=== Exercise directions ===
Restate the records so that not a single word differs.

(Stored items)
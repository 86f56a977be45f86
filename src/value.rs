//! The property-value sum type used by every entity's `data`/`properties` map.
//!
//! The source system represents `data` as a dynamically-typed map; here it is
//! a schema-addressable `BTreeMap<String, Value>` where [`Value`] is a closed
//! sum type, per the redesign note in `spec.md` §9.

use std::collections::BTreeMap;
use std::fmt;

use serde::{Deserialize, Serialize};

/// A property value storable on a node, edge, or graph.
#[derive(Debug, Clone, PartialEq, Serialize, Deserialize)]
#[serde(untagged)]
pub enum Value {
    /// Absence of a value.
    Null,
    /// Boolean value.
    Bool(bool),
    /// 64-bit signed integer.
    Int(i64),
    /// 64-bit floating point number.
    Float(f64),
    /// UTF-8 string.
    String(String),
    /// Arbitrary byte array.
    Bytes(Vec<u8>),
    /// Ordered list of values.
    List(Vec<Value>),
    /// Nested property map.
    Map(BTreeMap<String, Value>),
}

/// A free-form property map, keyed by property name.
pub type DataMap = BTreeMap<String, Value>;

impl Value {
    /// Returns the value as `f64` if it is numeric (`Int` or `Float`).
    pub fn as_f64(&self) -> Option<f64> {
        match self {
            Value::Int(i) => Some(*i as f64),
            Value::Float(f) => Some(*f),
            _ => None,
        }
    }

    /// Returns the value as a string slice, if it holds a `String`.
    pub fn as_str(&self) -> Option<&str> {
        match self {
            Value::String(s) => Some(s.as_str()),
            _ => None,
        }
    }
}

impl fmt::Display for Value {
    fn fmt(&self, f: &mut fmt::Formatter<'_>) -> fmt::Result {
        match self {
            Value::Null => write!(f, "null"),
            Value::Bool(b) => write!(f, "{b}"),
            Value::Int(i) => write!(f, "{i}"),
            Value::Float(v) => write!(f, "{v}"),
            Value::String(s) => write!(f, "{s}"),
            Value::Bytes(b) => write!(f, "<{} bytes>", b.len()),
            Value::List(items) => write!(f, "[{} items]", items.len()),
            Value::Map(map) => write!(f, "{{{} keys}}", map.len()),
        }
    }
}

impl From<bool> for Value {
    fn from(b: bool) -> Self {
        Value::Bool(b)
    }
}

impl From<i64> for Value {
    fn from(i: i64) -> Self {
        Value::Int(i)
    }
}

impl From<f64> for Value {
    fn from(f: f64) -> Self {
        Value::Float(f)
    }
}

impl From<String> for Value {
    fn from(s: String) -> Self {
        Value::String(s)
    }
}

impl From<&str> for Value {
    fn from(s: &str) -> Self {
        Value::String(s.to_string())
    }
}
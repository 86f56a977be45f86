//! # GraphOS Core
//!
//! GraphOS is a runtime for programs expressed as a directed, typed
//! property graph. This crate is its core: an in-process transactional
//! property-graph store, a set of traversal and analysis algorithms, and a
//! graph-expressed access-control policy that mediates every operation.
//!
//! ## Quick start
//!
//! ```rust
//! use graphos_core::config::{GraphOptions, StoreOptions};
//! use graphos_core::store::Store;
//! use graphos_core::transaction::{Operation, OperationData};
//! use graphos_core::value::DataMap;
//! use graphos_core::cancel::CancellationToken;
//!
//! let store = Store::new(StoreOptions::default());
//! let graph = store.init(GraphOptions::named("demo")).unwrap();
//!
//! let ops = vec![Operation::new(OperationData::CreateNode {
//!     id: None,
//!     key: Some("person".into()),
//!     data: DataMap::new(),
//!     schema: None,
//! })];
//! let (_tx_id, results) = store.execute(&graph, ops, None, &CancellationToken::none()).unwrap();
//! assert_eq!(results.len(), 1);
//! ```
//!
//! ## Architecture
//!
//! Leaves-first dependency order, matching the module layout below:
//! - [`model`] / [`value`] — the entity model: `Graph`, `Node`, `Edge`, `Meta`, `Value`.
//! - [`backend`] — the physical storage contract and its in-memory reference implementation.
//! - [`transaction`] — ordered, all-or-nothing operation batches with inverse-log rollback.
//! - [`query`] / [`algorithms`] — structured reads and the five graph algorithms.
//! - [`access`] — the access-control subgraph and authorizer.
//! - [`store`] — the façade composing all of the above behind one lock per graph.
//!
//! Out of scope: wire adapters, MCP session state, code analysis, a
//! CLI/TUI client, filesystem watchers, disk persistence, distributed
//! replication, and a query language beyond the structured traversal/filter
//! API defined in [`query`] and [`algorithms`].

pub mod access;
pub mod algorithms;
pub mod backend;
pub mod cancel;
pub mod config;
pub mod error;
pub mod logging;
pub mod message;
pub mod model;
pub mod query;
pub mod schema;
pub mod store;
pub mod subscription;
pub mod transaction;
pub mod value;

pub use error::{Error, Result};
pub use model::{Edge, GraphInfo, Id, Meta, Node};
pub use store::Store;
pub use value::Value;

=== Result of the exercise ===
repository 86f56a977be45f86
filename src/value.rs
//! The property-value sum type used by every entity's `data`/`properties` map.
//!
//! The source system represents `data` as a dynamically-typed map; here it is
//! a schema-addressable `BTreeMap<String, Value>` where [`Value`] is a closed
//! sum type, per the redesign note in `spec.md` §9.

use std::collections::BTreeMap;
use std::fmt;

use serde::{Deserialize, Serialize};

/// A property value storable on a node, edge, or graph.
#[derive(Debug, Clone, PartialEq, Serialize, Deserialize)]
#[serde(untagged)]
pub enum Value {
    /// Absence of a value.
    Null,
    /// Boolean value.
    Bool(bool),
    /// 64-bit signed integer.
    Int(i64),
    /// 64-bit floating point number.
    Float(f64),
    /// UTF-8 string.
    String(String),
    /// Arbitrary byte array.
    Bytes(Vec<u8>),
    /// Ordered list of values.
    List(Vec<Value>),
    /// Nested property map.
    Map(BTreeMap<String, Value>),
}

/// A free-form property map, keyed by property name.
pub type DataMap = BTreeMap<String, Value>;

impl Value {
    /// Returns the value as `f64` if it is numeric (`Int` or `Float`).
    pub fn as_f64(&self) -> Option<f64> {
        match self {
            Value::Int(i) => Some(*i as f64),
            Value::Float(f) => Some(*f),
            _ => None,
        }
    }

    /// Returns the value as a string slice, if it holds a `String`.
    pub fn as_str(&self) -> Option<&str> {
        match self {
            Value::String(s) => Some(s.as_str()),
            _ => None,
        }
    }
}

impl fmt::Display for Value {
    fn fmt(&self, f: &mut fmt::Formatter<'_>) -> fmt::Result {
        match self {
            Value::Null => write!(f, "null"),
            Value::Bool(b) => write!(f, "{b}"),
            Value::Int(i) => write!(f, "{i}"),
            Value::Float(v) => write!(f, "{v}"),
            Value::String(s) => write!(f, "{s}"),
            Value::Bytes(b) => write!(f, "<{} bytes>", b.len()),
            Value::List(items) => write!(f, "[{} items]", items.len()),
            Value::Map(map) => write!(f, "{{{} keys}}", map.len()),
        }
    }
}

impl From<bool> for Value {
    fn from(b: bool) -> Self {
        Value::Bool(b)
    }
}

impl From<i64> for Value {
    fn from(i: i64) -> Self {
        Value::Int(i)
    }
}

impl From<f64> for Value {
    fn from(f: f64) -> Self {
        Value::Float(f)
    }
}

impl From<String> for Value {
    fn from(s: String) -> Self {
        Value::String(s)
    }
}

impl From<&str> for Value {
    fn from(s: &str) -> Self {
        Value::String(s.to_string())
    }
}
repository 86f56a977be45f86
//! # GraphOS Core
//!
//! GraphOS is a runtime for programs expressed as a directed, typed
//! property graph. This crate is its core: an in-process transactional
//! property-graph store, a set of traversal and analysis algorithms, and a
//! graph-expressed access-control policy that mediates every operation.
//!
//! ## Quick start
//!
//! ```rust
//! use graphos_core::config::{GraphOptions, StoreOptions};
//! use graphos_core::store::Store;
//! use graphos_core::transaction::{Operation, OperationData};
//! use graphos_core::value::DataMap;
//! use graphos_core::cancel::CancellationToken;
//!
//! let store = Store::new(StoreOptions::default());
//! let graph = store.init(GraphOptions::named("demo")).unwrap();
//!
//! let ops = vec![Operation::new(OperationData::CreateNode {
//!     id: None,
//!     key: Some("person".into()),
//!     data: DataMap::new(),
//!     schema: None,
//! })];
//! let (_tx_id, results) = store.execute(&graph, ops, None, &CancellationToken::none()).unwrap();
//! assert_eq!(results.len(), 1);
//! ```
//!
//! ## Architecture
//!
//! Leaves-first dependency order, matching the module layout below:
//! - [`model`] / [`value`] — the entity model: `Graph`, `Node`, `Edge`, `Meta`, `Value`.
//! - [`backend`] — the physical storage contract and its in-memory reference implementation.
//! - [`transaction`] — ordered, all-or-nothing operation batches with inverse-log rollback.
//! - [`query`] / [`algorithms`] — structured reads and the five graph algorithms.
//! - [`access`] — the access-control subgraph and authorizer.
//! - [`store`] — the façade composing all of the above behind one lock per graph.
//!
//! Out of scope: wire adapters, MCP session state, code analysis, a
//! CLI/TUI client, filesystem watchers, disk persistence, distributed
//! replication, and a query language beyond the structured traversal/filter
//! API defined in [`query`] and [`algorithms`].

pub mod access;
pub mod algorithms;
pub mod backend;
pub mod cancel;
pub mod config;
pub mod error;
pub mod logging;
pub mod message;
pub mod model;
pub mod query;
pub mod schema;
pub mod store;
pub mod subscription;
pub mod transaction;
pub mod value;

pub use error::{Error, Result};
pub use model::{Edge, GraphInfo, Id, Meta, Node};
pub use store::Store;
pub use value::Value;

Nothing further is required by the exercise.